(EXERCISE PROMPT) Report every line from the material that contains the word "else".

(DATA FOR ANALYSIS)
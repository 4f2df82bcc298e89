//! Session Discovery Engine (SPEC_FULL.md §4.4).
//!
//! Drives the periodic fan-out refresh across the local host and every
//! configured remote host, enriches local panes with metadata, joins the
//! result against the persisted binding map, and publishes immutable
//! snapshots to subscribers. Host failures are isolated per SPEC_FULL.md
//! §4.4/§9: a failing host contributes an empty list and is logged, the
//! cycle never aborts.

pub mod classify;
pub mod signals;

use std::collections::HashMap;
use std::process::Command;
use std::sync::Arc;
use std::time::{SystemTime, UNIX_EPOCH};

use tokio::sync::watch;
use tracing::warn;

use crate::config::HostConfig;
use crate::connection::HostConnectionManager;
use crate::mux;
use crate::persistence::PersistenceStore;
use crate::session::{
    AssistantOperationStatus, Dimensions, Enrichment, HostSummary, MuxCoordinates, ProcessInfo, Session, SessionId,
    SessionStatus,
};

use classify::OperationStatusInputs;

const ASSISTANT_NAME: &str = "claude";
const RECENT_BUFFER_LINES: u32 = 50;

/// A session the Discovery Engine found on a host but that is not (yet)
/// bound into the engine's managed set — used for the attach dialog.
#[derive(Debug, Clone, serde::Serialize)]
#[serde(rename_all = "camelCase")]
pub struct AvailableSession {
    pub mux_session_id: String,
    pub session_name: String,
    pub pane_id: String,
    pub window_index: u32,
    pub hidden: bool,
}

fn run_local(command: &str) -> (i32, String, String) {
    match Command::new("sh").arg("-c").arg(command).output() {
        Ok(output) => (
            output.status.code().unwrap_or(-1),
            String::from_utf8_lossy(&output.stdout).to_string(),
            String::from_utf8_lossy(&output.stderr).to_string(),
        ),
        Err(e) => (-1, String::new(), e.to_string()),
    }
}

fn now_iso() -> String {
    let secs = SystemTime::now().duration_since(UNIX_EPOCH).map(|d| d.as_secs()).unwrap_or(0);
    format!("unix:{secs}")
}

pub struct DiscoveryEngine {
    connections: Arc<HostConnectionManager>,
    persistence: Arc<PersistenceStore>,
    hosts: Vec<HostConfig>,
    include_non_assistant: bool,
    previous: std::sync::Mutex<HashMap<String, Session>>,
    publisher: watch::Sender<Vec<Session>>,
}

impl DiscoveryEngine {
    pub fn new(connections: Arc<HostConnectionManager>, persistence: Arc<PersistenceStore>, hosts: Vec<HostConfig>, include_non_assistant: bool) -> Self {
        let (publisher, _) = watch::channel(Vec::new());
        Self {
            connections,
            persistence,
            hosts,
            include_non_assistant,
            previous: std::sync::Mutex::new(HashMap::new()),
            publisher,
        }
    }

    pub fn subscribe(&self) -> watch::Receiver<Vec<Session>> {
        self.publisher.subscribe()
    }

    /// Run one refresh cycle end to end and publish the result.
    /// SPEC_FULL.md §9: cycles never overlap; callers are expected to
    /// gate concurrent invocations with a single-task driver.
    pub async fn run_cycle(&self) -> Vec<Session> {
        let mut raw_sessions = Vec::new();
        for host in &self.hosts {
            let sessions = if host.is_local() {
                self.enumerate_host(host, true).await
            } else {
                self.enumerate_host(host, false).await
            };
            raw_sessions.extend(sessions);
        }

        let mut by_id: HashMap<String, Session> = raw_sessions.into_iter().map(|s| (s.id.0.clone(), s)).collect();

        // Mark missing managed sessions as terminated, reusing the prior record.
        let bindings = self.persistence.binding_map();
        let previous = self.previous.lock().unwrap().clone();
        for (session_id, _) in bindings.iter() {
            if !by_id.contains_key(session_id) {
                if let Some(mut prior) = previous.get(session_id).cloned() {
                    prior.status = SessionStatus::Terminated;
                    by_id.insert(session_id.clone(), prior);
                }
            }
        }

        // Join with the binding map.
        for (session_id, workspace_id) in bindings.iter() {
            if let Some(session) = by_id.get_mut(session_id) {
                session.workspace_id = workspace_id.clone();
            }
        }

        let mut snapshot: Vec<Session> = by_id.values().cloned().collect();
        snapshot.sort_by(|a, b| a.id.0.cmp(&b.id.0));

        *self.previous.lock().unwrap() = by_id;
        let _ = self.publisher.send(snapshot.clone());
        snapshot
    }

    /// `publishable()` filters to managed, non-hidden sessions unless
    /// `include_hidden` is requested (SPEC_FULL.md §4.4 "Publication").
    pub fn publishable(&self, snapshot: &[Session], include_hidden: bool) -> Vec<Session> {
        let bindings = self.persistence.binding_map();
        let hidden = self.persistence.hidden_ids();
        snapshot
            .iter()
            .filter(|s| bindings.contains_key(&s.id.0))
            .filter(|s| include_hidden || !hidden.iter().any(|h| h == &s.id.0))
            .cloned()
            .collect()
    }

    async fn enumerate_host(&self, host: &HostConfig, enrich: bool) -> Vec<Session> {
        let mux_sessions = match self.list_mux_sessions(host) {
            Ok(sessions) => sessions,
            Err(e) => {
                warn!(host = %host.id, error = %e, "discovery cycle skipping host");
                return Vec::new();
            }
        };

        let mut sessions = Vec::new();
        for mux_session in mux_sessions {
            let panes = match self.list_panes(host, &mux_session.session_name) {
                Ok(panes) => panes,
                Err(e) => {
                    warn!(host = %host.id, session = %mux_session.session_name, error = %e, "failed to list panes");
                    continue;
                }
            };
            for pane in panes {
                let session_id = SessionId::new(&host.id, &mux_session.mux_session_id, &pane.pane_id);
                let mut is_assistant_session = classify::is_assistant_command(&pane.current_command, ASSISTANT_NAME);
                if !is_assistant_session {
                    is_assistant_session = self.deep_classify(host, &mux_session.session_name, pane.pid);
                }
                if !is_assistant_session && !self.include_non_assistant {
                    continue;
                }

                let enrichment = if enrich {
                    self.enrich_pane(
                        host,
                        &mux_session.session_name,
                        &pane.pane_id,
                        is_assistant_session,
                        &pane.current_path,
                    )
                } else {
                    Enrichment::default()
                };

                sessions.push(Session {
                    id: session_id,
                    name: mux_session.session_name.clone(),
                    host: HostSummary { id: host.id.clone(), name: host.name.clone() },
                    mux: MuxCoordinates {
                        session_id: mux_session.mux_session_id.clone(),
                        session_name: mux_session.session_name.clone(),
                        pane_id: pane.pane_id.clone(),
                        window_index: pane.window_index,
                    },
                    status: SessionStatus::Active,
                    is_assistant_session,
                    process: ProcessInfo { pid: pane.pid, current_command: pane.current_command.clone() },
                    created_at: now_iso(),
                    last_activity_at: now_iso(),
                    dimensions: Dimensions { cols: pane.width as u16, rows: pane.height as u16 },
                    working_directory: pane.current_path.clone(),
                    workspace_id: None,
                    enrichment,
                });
            }
        }
        sessions
    }

    /// Deep classifier fallback (SPEC_FULL.md §4.4): when the session name
    /// hints at an assistant session but the fast current-command check
    /// missed it, search the pane's child processes for the assistant
    /// binary.
    fn deep_classify(&self, host: &HostConfig, session_name: &str, pid: u32) -> bool {
        if !session_name.to_lowercase().contains(ASSISTANT_NAME) {
            return false;
        }
        let Ok((_, children, _)) = self.run_command(host, &format!("pgrep -P {pid} -a")) else {
            return false;
        };
        classify::deep_classify_from_children(session_name, &children, ASSISTANT_NAME)
    }

    fn list_mux_sessions(&self, host: &HostConfig) -> Result<Vec<mux::MuxSessionSummary>, String> {
        let command = mux::build_list_sessions_command();
        let (exit, stdout, _stderr) = self.run_command(host, &command)?;
        if exit != 0 {
            return Ok(Vec::new());
        }
        Ok(mux::parse_list_sessions(&stdout))
    }

    fn list_panes(&self, host: &HostConfig, session_name: &str) -> Result<Vec<mux::MuxPane>, String> {
        let command = mux::build_list_panes_command(session_name);
        let (_exit, stdout, _stderr) = self.run_command(host, &command)?;
        Ok(mux::parse_list_panes(&stdout))
    }

    /// Run a command against `host` (local shell or the Host Connection
    /// Manager's `exec`). Exposed so the HTTP Control Surface can drive
    /// mux mutation commands (`new-session`, `kill-session`) through the
    /// same path discovery itself uses.
    pub fn run_command(&self, host: &HostConfig, command: &str) -> Result<(i32, String, String), String> {
        if host.is_local() {
            Ok(run_local(command))
        } else {
            self.connections.ensure_connected(host).map_err(|e| e.to_string())?;
            self.connections.exec(&host.id, command).map_err(|e| e.to_string())
        }
    }

    /// Local-only enrichment (SPEC_FULL.md §4.4 step 3): last output
    /// line, status bar, user-last-input, and assistant operation status.
    /// Conversation-summary scanning and the activity-file/HUD levels of
    /// the operation-status classifier require reading the assistant's
    /// project directory, which this function performs directly since it
    /// only ever runs against the local host.
    fn enrich_pane(
        &self,
        host: &HostConfig,
        session_name: &str,
        pane_id: &str,
        is_assistant_session: bool,
        working_directory: &str,
    ) -> Enrichment {
        let last_line_cmd = mux::build_capture_last_line_command(session_name, pane_id);
        let last_output_line = self
            .run_command(host, &last_line_cmd)
            .ok()
            .and_then(|(_, out, _)| mux::parse_capture_last_line(&out));

        let status_bar_cmd = mux::build_capture_status_bar_command(session_name);
        let status_bar = self
            .run_command(host, &status_bar_cmd)
            .ok()
            .map(|(_, out, _)| mux::parse_capture_status_bar(&out))
            .filter(|s| !s.is_empty());

        let recent_cmd = mux::build_capture_recent_buffer_command(session_name, pane_id, RECENT_BUFFER_LINES);
        let recent_lines = self
            .run_command(host, &recent_cmd)
            .ok()
            .map(|(_, out, _)| mux::parse_capture_recent_buffer(&out))
            .unwrap_or_default();

        let user_last_input = classify::extract_user_last_input(&recent_lines);

        let (conversation_summary, assistant_operation_status) = if is_assistant_session {
            let last_five: Vec<String> = recent_lines.iter().rev().take(5).cloned().collect();
            let (hud_present_with_spinner, hud_state_active) = signals::omc_hud_state(working_directory);
            let inputs = OperationStatusInputs {
                last_lines: &last_five,
                activity_file_modified_recently: signals::activity_file_modified_recently(working_directory),
                hud_present_with_spinner,
                hud_state_active,
            };
            (
                signals::conversation_summary(working_directory),
                Some(classify::classify_operation_status(&inputs)),
            )
        } else {
            (None, None)
        };

        Enrichment {
            last_output_line,
            status_bar,
            conversation_summary,
            user_last_input,
            assistant_operation_status,
        }
    }

    pub fn list_available_for(&self, host_id: &str) -> Vec<AvailableSession> {
        let Some(host) = self.hosts.iter().find(|h| h.id == host_id) else {
            return Vec::new();
        };
        let Ok(mux_sessions) = self.list_mux_sessions(host) else {
            return Vec::new();
        };
        let bindings = self.persistence.binding_map();
        let hidden = self.persistence.hidden_ids();

        let mut available = Vec::new();
        for mux_session in mux_sessions {
            let Ok(panes) = self.list_panes(host, &mux_session.session_name) else { continue };
            for pane in panes {
                let session_id = SessionId::new(host_id, &mux_session.mux_session_id, &pane.pane_id);
                let is_hidden = hidden.iter().any(|h| h == &session_id.0);
                let is_managed = bindings.contains_key(&session_id.0);
                if is_managed && !is_hidden {
                    continue;
                }
                available.push(AvailableSession {
                    mux_session_id: mux_session.mux_session_id.clone(),
                    session_name: mux_session.session_name.clone(),
                    pane_id: pane.pane_id,
                    window_index: pane.window_index,
                    hidden: is_hidden,
                });
            }
        }
        available
    }

    // --- mutation operations (SPEC_FULL.md §4.4) ---

    pub fn add_managed(&self, session_id: &str, workspace_id: Option<String>) -> Result<(), crate::persistence::PersistenceError> {
        self.persistence.add_managed(session_id, workspace_id)
    }

    pub fn remove_managed(&self, session_id: &str) -> Result<(), crate::persistence::PersistenceError> {
        self.persistence.remove_managed(session_id)
    }

    pub fn set_workspace(&self, session_id: &str, workspace_id: Option<String>) -> Result<(), crate::persistence::PersistenceError> {
        self.persistence.set_workspace(session_id, workspace_id)
    }

    pub fn hide(&self, session_id: &str) -> Result<(), crate::persistence::PersistenceError> {
        self.persistence.hide(session_id)
    }

    pub fn unhide(&self, session_id: &str) -> Result<(), crate::persistence::PersistenceError> {
        self.persistence.unhide(session_id)
    }
}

(SOLUTION FOR THIS EXERCISE)
            } else {
                } else {
        let Ok((_, children, _)) = self.run_command(host, &format!("pgrep -P {pid} -a")) else {
        } else {
        } else {
        let Some(host) = self.hosts.iter().find(|h| h.id == host_id) else {
        let Ok(mux_sessions) = self.list_mux_sessions(host) else {
            let Ok(panes) = self.list_panes(host, &mux_session.session_name) else { continue };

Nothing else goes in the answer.